Contra todas as adversidades, Edson sobreviveu e conquistou o diploma de Direito

Autor: Nayara Rosolen

Na Uninter, as limitações são encaradas como oportunidade de melhoria e dedicação para que os estudantes recebam o melhor atendimento e formação profissional. Exemplo disso é a trajetória do egresso Edson Bazam, de 54 anos, que conquistou o diploma do curso de Direito este ano, em Curitiba (PR).

Edson é tetraplégico desde os 13 anos de idade, mas a condição nunca o impediu de viver nenhuma experiência. No centro universitário, o trabalho realizado pelo Serviço de Inclusão e Atendimento aos alunos com Necessidades Educacionais Especiais (SIANEE) foi fundamental para garantir o suporte necessário durante os estudos.

O resultado do trabalho conjunto se deu no último dia 16 de abril, na solenidade de colação de grau, que aconteceu na Ópera de Arame da capital paranaense.

“A admiração e respeito, por parte daqueles que me conhecem e daqueles que ficam sabendo que sou bacharel em Direito, são notórios. Sempre ficam de olhos arregalados ao saberem disso. O curso trouxe uma maior e melhor visão de mundo e de como é importante saber nossos direitos”, afirma o egresso.

A coordenadora do SIANEE, Leomar Marchesini, conta que, desde a entrada na instituição, Edson demonstrou determinação e ânimo no enfrentamento das dificuldades, “superadas com maestria”.

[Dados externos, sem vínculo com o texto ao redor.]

//! Task schemas: the declared top-level shape of every structured task.
//!
//! `conform` is the last gate before a value leaves the generation layer:
//! required fields must be present with the right kind, optional ones are
//! defaulted. Field semantics (is this a real salary?) are not checked.

use serde_json::{Map, Value};
use thiserror::Error;

#[derive(Debug, Clone, Copy, PartialEq, Eq)]
pub enum FieldKind {
    String,
    /// Numeric strings ("85", " 12.5 ") are coerced.
    Number,
    StringList,
    ObjectList,
    Object,
}

impl FieldKind {
    fn empty_value(&self) -> Value {
        match self {
            FieldKind::String => Value::String(String::new()),
            FieldKind::Number => Value::from(0),
            FieldKind::StringList | FieldKind::ObjectList => Value::Array(Vec::new()),
            FieldKind::Object => Value::Object(Map::new()),
        }
    }

    /// Returns the value in this kind's shape, or `None` if it cannot be.
    fn coerce(&self, value: Value) -> Option<Value> {
        match (self, value) {
            (FieldKind::String, v @ Value::String(_)) => Some(v),
            (FieldKind::Number, v @ Value::Number(_)) => Some(v),
            (FieldKind::Number, Value::String(s)) => {
                let s = s.trim();
                s.parse::<i64>()
                    .map(Value::from)
                    .ok()
                    .or_else(|| s.parse::<f64>().ok().and_then(|f| {
                        serde_json::Number::from_f64(f).map(Value::Number)
                    }))
            }
            (FieldKind::StringList, Value::Array(items)) => {
                // Keep the string items, drop anything else the model slipped in.
                Some(Value::Array(
                    items.into_iter().filter(Value::is_string).collect(),
                ))
            }
            (FieldKind::ObjectList, Value::Array(items)) => Some(Value::Array(
                items
                    .into_iter()
                    .filter(Value::is_object)
                    .map(drop_nulls)
                    .collect(),
            )),
            (FieldKind::Object, v @ Value::Object(_)) => Some(drop_nulls(v)),
            _ => None,
        }
    }
}

/// Removes `null` members from nested objects so the typed decode falls back
/// to field defaults instead of failing on them.
fn drop_nulls(value: Value) -> Value {
    match value {
        Value::Object(map) => Value::Object(
            map.into_iter()
                .filter(|(_, v)| !v.is_null())
                .map(|(k, v)| (k, drop_nulls(v)))
                .collect(),
        ),
        Value::Array(items) => Value::Array(items.into_iter().map(drop_nulls).collect()),
        other => other,
    }
}

#[derive(Debug, Clone, Copy)]
pub struct FieldSpec {
    pub name: &'static str,
    pub kind: FieldKind,
    pub required: bool,
    /// Agent-specific default for an optional field; the kind's empty value
    /// otherwise.
    pub default: Option<fn() -> Value>,
}

impl FieldSpec {
    pub const fn required(name: &'static str, kind: FieldKind) -> Self {
        Self {
            name,
            kind,
            required: true,
            default: None,
        }
    }

    pub const fn optional(name: &'static str, kind: FieldKind) -> Self {
        Self {
            name,
            kind,
            required: false,
            default: None,
        }
    }

    pub const fn optional_or(name: &'static str, kind: FieldKind, default: fn() -> Value) -> Self {
        Self {
            name,
            kind,
            required: false,
            default: Some(default),
        }
    }

    fn default_value(&self) -> Value {
        match self.default {
            Some(make) => make(),
            None => self.kind.empty_value(),
        }
    }
}

#[derive(Debug, Clone, PartialEq, Eq, Error)]
pub enum SchemaError {
    #[error("expected a JSON object at the top level")]
    NotAnObject,

    #[error("required field '{0}' is missing")]
    MissingField(&'static str),

    #[error("field '{field}' should be {expected:?}")]
    WrongType {
        field: &'static str,
        expected: FieldKind,
    },
}

#[derive(Debug, Clone, Copy)]
pub struct TaskSchema {
    pub fields: &'static [FieldSpec],
}

impl TaskSchema {
    pub const fn new(fields: &'static [FieldSpec]) -> Self {
        Self { fields }
    }

    #[cfg(test)]
    pub fn required_keys(&self) -> impl Iterator<Item = &'static str> + '_ {
        self.fields.iter().filter(|f| f.required).map(|f| f.name)
    }

    /// Maps `value` onto the schema. Undeclared keys are kept as they are.
    pub fn conform(&self, value: Value) -> Result<Map<String, Value>, SchemaError> {
        let Value::Object(mut map) = value else {
            return Err(SchemaError::NotAnObject);
        };

        for field in self.fields {
            let coerced = map
                .remove(field.name)
                .filter(|v| !v.is_null())
                .map(|v| field.kind.coerce(v));

            let value = match (coerced, field.required) {
                (Some(Some(v)), _) => v,
                (None, true) => return Err(SchemaError::MissingField(field.name)),
                (Some(None), true) => {
                    return Err(SchemaError::WrongType {
                        field: field.name,
                        expected: field.kind,
                    })
                }
                (_, false) => field.default_value(),
            };
            map.insert(field.name.to_string(), value);
        }

        Ok(map)
    }
}

/// Serde helper for numeric fields inside list items, which `conform` does
/// not look into: accepts numbers and numeric strings, anything else is 0.
pub fn lenient_f64<'de, D>(deserializer: D) -> Result<f64, D::Error>
where
    D: serde::Deserializer<'de>,
{
    use serde::Deserialize;

    Ok(match Value::deserialize(deserializer)? {
        Value::Number(n) => n.as_f64().unwrap_or(0.0),
        Value::String(s) => s.trim().parse().unwrap_or(0.0),
        _ => 0.0,
    })
}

“Sempre confiante em si mesmo e no trabalho do SIANEE, comunicava suas necessidades e algumas vezes nos sugeriu recursos, em uma produtiva parceira. Sempre muito educado, cordial e universitário dedicado, levando extremamente a sério a sua formação profissional. Esteve seriamente enfermo no final do curso, mas nem isto abalou sua vontade de vencer. Considero a formatura do Edson Bazam emblemática no trabalho de inclusão do SIANEE”, salienta Leomar.

 

A luta de Edson para sobreviver 

Edson nasceu em uma região rural, no interior do Paraná, próximo à Pérola (PR). Em 1972, o pai, Arnaldo, que era cafeicultor, resolveu dar outro rumo para a vida da família, pois no sítio que possuía em sociedade com o irmão, Getúlio, passava por muitas privações e o trabalho era pesado. “Arrumou emprego como auxiliar de pedreiro, alugou uma casa humilde e voltou somente para nos buscar”, lembra Edson.

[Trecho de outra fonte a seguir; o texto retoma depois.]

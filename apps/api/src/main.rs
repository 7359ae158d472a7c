mod agents;
mod config;
mod errors;
mod llm_client;
mod routes;
mod state;

use anyhow::{Context, Result};
use std::net::SocketAddr;
use std::sync::Arc;
use tower_http::{cors::CorsLayer, trace::TraceLayer};
use tracing::info;
use tracing_subscriber::{layer::SubscriberExt, util::SubscriberInitExt, EnvFilter};

use crate::config::{Config, ConfigSource, EnvConfigSource};
use crate::llm_client::LlmClient;
use crate::routes::build_router;
use crate::state::AppState;

#[tokio::main]
async fn main() -> Result<()> {
    // Load configuration first (fails on malformed env vars)
    let config = Config::from_env()?;

    // Initialize structured logging
    tracing_subscriber::registry()
        .with(EnvFilter::try_from_default_env().unwrap_or_else(|_| {
            EnvFilter::new(format!(
                "{}={}",
                env!("CARGO_PKG_NAME").replace('-', "_"),
                &config.rust_log
            ))
        }))
        .with(tracing_subscriber::fmt::layer())
        .init();

    info!("Starting talent-ai v{}", env!("CARGO_PKG_VERSION"));

    // Refuse to start without a credential for the active provider
    let config_source = Arc::new(EnvConfigSource::new(config.llm.clone()));
    let provider_config = config_source
        .provider_config()
        .context("LLM provider is not configured")?;
    info!(
        "LLM provider: {} (model: {}, timeout: {}s)",
        provider_config.provider, provider_config.model, provider_config.timeout_secs
    );

    // Initialize LLM client
    let llm = Arc::new(LlmClient::new()?);

    // Build app state
    let state = AppState::new(llm, config_source);

    // Build router
    let app = build_router(state)
        .layer(TraceLayer::new_for_http())
        .layer(CorsLayer::permissive()); // TODO: restrict origins once the web client's host is fixed

    let addr: SocketAddr = format!("0.0.0.0:{}", config.port).parse()?;
    info!("Listening on {addr}");

    let listener = tokio::net::TcpListener::bind(addr).await?;
    axum::serve(listener, app).await?;

    Ok(())
}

Dois anos depois, Getúlio também seguiu rumo à capital, com a mulher e três filhos, e começou uma nova sociedade com o irmão Arnaldo, agora em uma loja de peças para automóveis. “Com a loja, a vida mudou, construiu casa, comprou carro e passamos a ter a vida digna que ele tanto almejava”, relembra Edson.

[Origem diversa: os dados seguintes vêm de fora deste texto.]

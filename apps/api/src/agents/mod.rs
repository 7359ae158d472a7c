// Task agents: role-specific facades over the structured-generation pipeline.
// Each agent owns its persona, prompt templates, schema and fallback payload;
// StructuredGenerator owns the shared flow:
//   config snapshot → provider call → extract/repair → schema → typed output,
// with any external failure along the way answered by the fallback payload.

pub mod fallback;
pub mod handlers;
pub mod interview;
pub mod market;
pub mod prompts;
pub mod resume;
pub mod router;
pub mod schema;

use std::sync::Arc;

use chrono::{DateTime, Utc};
use serde::de::DeserializeOwned;
use serde::{Deserialize, Serialize};
use serde_json::Value;
use tracing::{debug, info_span, warn, Instrument};
use uuid::Uuid;

use crate::config::{ConfigError, ConfigSource};
use crate::llm_client::extract::{extract_with_outcome, Extraction};
use crate::llm_client::{GenerationRequest, GenerationResult, LlmBackend};
use schema::TaskSchema;

/// Every task the generation layer knows how to serve.
#[derive(Debug, Clone, Copy, PartialEq, Eq, Hash, Serialize, Deserialize)]
#[serde(rename_all = "snake_case")]
pub enum TaskId {
    ResumeAnalysis,
    InterviewQuestions,
    InterviewReply,
    InterviewEvaluation,
    MarketAnalysis,
    TaskRouting,
}

impl TaskId {
    #[cfg(test)]
    pub const ALL: [TaskId; 6] = [
        TaskId::ResumeAnalysis,
        TaskId::InterviewQuestions,
        TaskId::InterviewReply,
        TaskId::InterviewEvaluation,
        TaskId::MarketAnalysis,
        TaskId::TaskRouting,
    ];

    pub fn as_str(&self) -> &'static str {
        match self {
            TaskId::ResumeAnalysis => "resume_analysis",
            TaskId::InterviewQuestions => "interview_questions",
            TaskId::InterviewReply => "interview_reply",
            TaskId::InterviewEvaluation => "interview_evaluation",
            TaskId::MarketAnalysis => "market_analysis",
            TaskId::TaskRouting => "task_routing",
        }
    }

    /// Declared output schema; `None` for free-text tasks.
    pub fn schema(&self) -> Option<&'static TaskSchema> {
        match self {
            TaskId::ResumeAnalysis => Some(&resume::SCHEMA),
            TaskId::InterviewQuestions => Some(&interview::QUESTIONS_SCHEMA),
            TaskId::InterviewReply => None,
            TaskId::InterviewEvaluation => Some(&interview::EVALUATION_SCHEMA),
            TaskId::MarketAnalysis => Some(&market::SCHEMA),
            TaskId::TaskRouting => Some(&router::SCHEMA),
        }
    }
}

// ────────────────────────────────────────────────────────────────────────────
// Result provenance
// ────────────────────────────────────────────────────────────────────────────

#[derive(Debug, Clone, Copy, PartialEq, Eq, Serialize, Deserialize)]
#[serde(rename_all = "lowercase")]
pub enum ResultSource {
    /// Provider output parsed as-is.
    Live,
    /// Provider output was truncated and recovered; fields may be missing.
    Repaired,
    /// Canned, generic content. Live generation was unavailable or unusable.
    Fallback,
}

/// What every agent operation returns: the data plus where it came from.
#[derive(Debug, Clone, Serialize)]
#[serde(rename_all = "camelCase")]
pub struct Generated<T> {
    pub data: T,
    pub source: ResultSource,
    pub generated_at: DateTime<Utc>,
}

impl<T> Generated<T> {
    pub fn new(data: T, source: ResultSource) -> Self {
        Self {
            data,
            source,
            generated_at: Utc::now(),
        }
    }

    pub fn map<U>(self, f: impl FnOnce(T) -> U) -> Generated<U> {
        Generated {
            data: f(self.data),
            source: self.source,
            generated_at: self.generated_at,
        }
    }

    #[cfg(test)]
    pub fn is_fallback(&self) -> bool {
        self.source == ResultSource::Fallback
    }
}

// ────────────────────────────────────────────────────────────────────────────
// Shared pipeline
// ────────────────────────────────────────────────────────────────────────────

/// The pipeline shared by all agents. Cheap to clone; holds no per-request
/// state, so concurrent requests never contend on anything but the config
/// read lock.
#[derive(Clone)]
pub struct StructuredGenerator {
    backend: Arc<dyn LlmBackend>,
    config: Arc<dyn ConfigSource>,
}

impl StructuredGenerator {
    pub fn new(backend: Arc<dyn LlmBackend>, config: Arc<dyn ConfigSource>) -> Self {
        Self { backend, config }
    }

    /// Runs one request for `task`. Only a configuration error escapes; every
    /// transport, provider, extraction or schema failure is answered with the
    /// task's fallback payload.
    pub async fn run(
        &self,
        task: TaskId,
        request: GenerationRequest,
    ) -> Result<Generated<GenerationResult>, ConfigError> {
        let config = self.config.provider_config()?;
        let span = info_span!(
            "generate",
            task = task.as_str(),
            provider = %config.provider,
            request_id = %Uuid::new_v4(),
        );

        let outcome = async move {
            let raw = match self.backend.send(&request, &config).await {
                Ok(raw) => raw,
                Err(e) => {
                    warn!(kind = ?e.kind(), "Provider call failed, serving fallback: {e}");
                    return fallback_for(task);
                }
            };

            let Some(schema) = task.schema().filter(|_| request.wants_structured_output) else {
                return Generated::new(
                    GenerationResult::Text(raw.trim().to_string()),
                    ResultSource::Live,
                );
            };

            let (value, extraction) = match extract_with_outcome(&raw) {
                Ok(extracted) => extracted,
                Err(e) => {
                    warn!(raw_len = raw.len(), "{e}, serving fallback");
                    return fallback_for(task);
                }
            };

            match schema.conform(value) {
                Ok(map) => {
                    let source = match extraction {
                        Extraction::Parsed => ResultSource::Live,
                        Extraction::Repaired => ResultSource::Repaired,
                    };
                    debug!(?source, "Structured output accepted");
                    Generated::new(GenerationResult::Structured(map), source)
                }
                Err(e) => {
                    warn!("Model output does not match schema ({e}), serving fallback");
                    fallback_for(task)
                }
            }
        }
        .instrument(span)
        .await;

        Ok(outcome)
    }

    /// Structured request decoded into the agent's output type.
    pub async fn generate<T>(
        &self,
        task: TaskId,
        request: GenerationRequest,
    ) -> Result<Generated<T>, ConfigError>
    where
        T: DeserializeOwned + Default,
    {
        let generated = self.run(task, request.structured()).await?;
        let source = generated.source;

        let decoded = match generated.data {
            GenerationResult::Structured(map) => {
                serde_json::from_value::<T>(Value::Object(map)).map_err(|e| e.to_string())
            }
            GenerationResult::Text(_) => Err("expected structured output".to_string()),
        };

        Ok(match decoded {
            Ok(data) => Generated::new(data, source),
            Err(e) => {
                warn!(task = task.as_str(), "Could not decode output ({e}), serving fallback");
                Generated::new(typed_fallback(task), ResultSource::Fallback)
            }
        })
    }

    /// Free-text request (conversation turns).
    pub async fn generate_text(
        &self,
        task: TaskId,
        request: GenerationRequest,
    ) -> Result<Generated<String>, ConfigError> {
        let generated = self.run(task, request).await?;
        Ok(generated.map(|result| match result {
            GenerationResult::Text(text) => text,
            GenerationResult::Structured(map) => Value::Object(map).to_string(),
        }))
    }
}

fn fallback_for(task: TaskId) -> Generated<GenerationResult> {
    Generated::new(fallback::fallback(task), ResultSource::Fallback)
}

/// Decodes the task's fallback payload into `T`. Every payload is covered by
/// tests, so the `Default` branch is unreachable in practice.
fn typed_fallback<T: DeserializeOwned + Default>(task: TaskId) -> T {
    match fallback::fallback(task) {
        GenerationResult::Structured(map) => {
            serde_json::from_value(Value::Object(map)).unwrap_or_default()
        }
        GenerationResult::Text(_) => T::default(),
    }
}

/// Shared test doubles for agent tests.
#[cfg(test)]
pub(crate) mod testing {
    use std::collections::VecDeque;
    use std::sync::{Arc, Mutex};

    use async_trait::async_trait;

    use crate::config::{LlmSettings, StaticConfigSource};
    use crate::llm_client::{
        GenerationRequest, LlmBackend, LlmError, ProviderConfig, ProviderId,
    };

    use super::StructuredGenerator;

    /// Backend that replays scripted replies and records every request.
    #[derive(Default)]
    pub struct ScriptedBackend {
        replies: Mutex<VecDeque<Result<String, LlmError>>>,
        pub requests: Mutex<Vec<GenerationRequest>>,
    }

    impl ScriptedBackend {
        pub fn replying(replies: Vec<Result<String, LlmError>>) -> Arc<Self> {
            Arc::new(Self {
                replies: Mutex::new(replies.into()),
                requests: Mutex::new(Vec::new()),
            })
        }

        pub fn ok(text: &str) -> Arc<Self> {
            Self::replying(vec![Ok(text.to_string())])
        }

        pub fn failing(error: LlmError) -> Arc<Self> {
            Self::replying(vec![Err(error)])
        }

        pub fn last_request(&self) -> GenerationRequest {
            self.requests
                .lock()
                .unwrap()
                .last()
                .cloned()
                .expect("backend was never called")
        }
    }

    #[async_trait]
    impl LlmBackend for ScriptedBackend {
        async fn send(
            &self,
            request: &GenerationRequest,
            _config: &ProviderConfig,
        ) -> Result<String, LlmError> {
            self.requests.lock().unwrap().push(request.clone());
            self.replies
                .lock()
                .unwrap()
                .pop_front()
                .unwrap_or(Err(LlmError::EmptyContent))
        }
    }

    pub fn settings(api_key: Option<&str>) -> LlmSettings {
        let mut settings = LlmSettings::from_lookup(|_| None).unwrap();
        settings.active = ProviderId::Gemini;
        settings.gemini.api_key = api_key.map(str::to_string);
        settings
    }

    pub fn generator(backend: Arc<ScriptedBackend>) -> StructuredGenerator {
        StructuredGenerator::new(
            backend,
            Arc::new(StaticConfigSource(settings(Some("test-key")))),
        )
    }
}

Mas, foi em 10 de setembro de 1981 que a vida de Edson sofreu uma completa transformação. Aos 13 anos, sofreu um acidente na escola. Desmaiou em cima de uma árvore enquanto brincava e, por consequência da queda, ficou tetraplégico, sem movimentos do pescoço para baixo.

“Tudo mudou, literalmente, em um piscar de olhos. Em um momento eu estava em cima de uma árvore brincando e, quando abri os olhos novamente, estava caído no chão, sem sentir ou poder movimentar todo o meu corpo. Eu era uma criança normal, saudável e cheio de energia para gastar, nunca havia passado por nenhum internamento hospitalar. Isso tudo mudou, pois a energia que era apenas com brincadeiras, passou a ser gasta com o intuito de sobreviver”, recorda.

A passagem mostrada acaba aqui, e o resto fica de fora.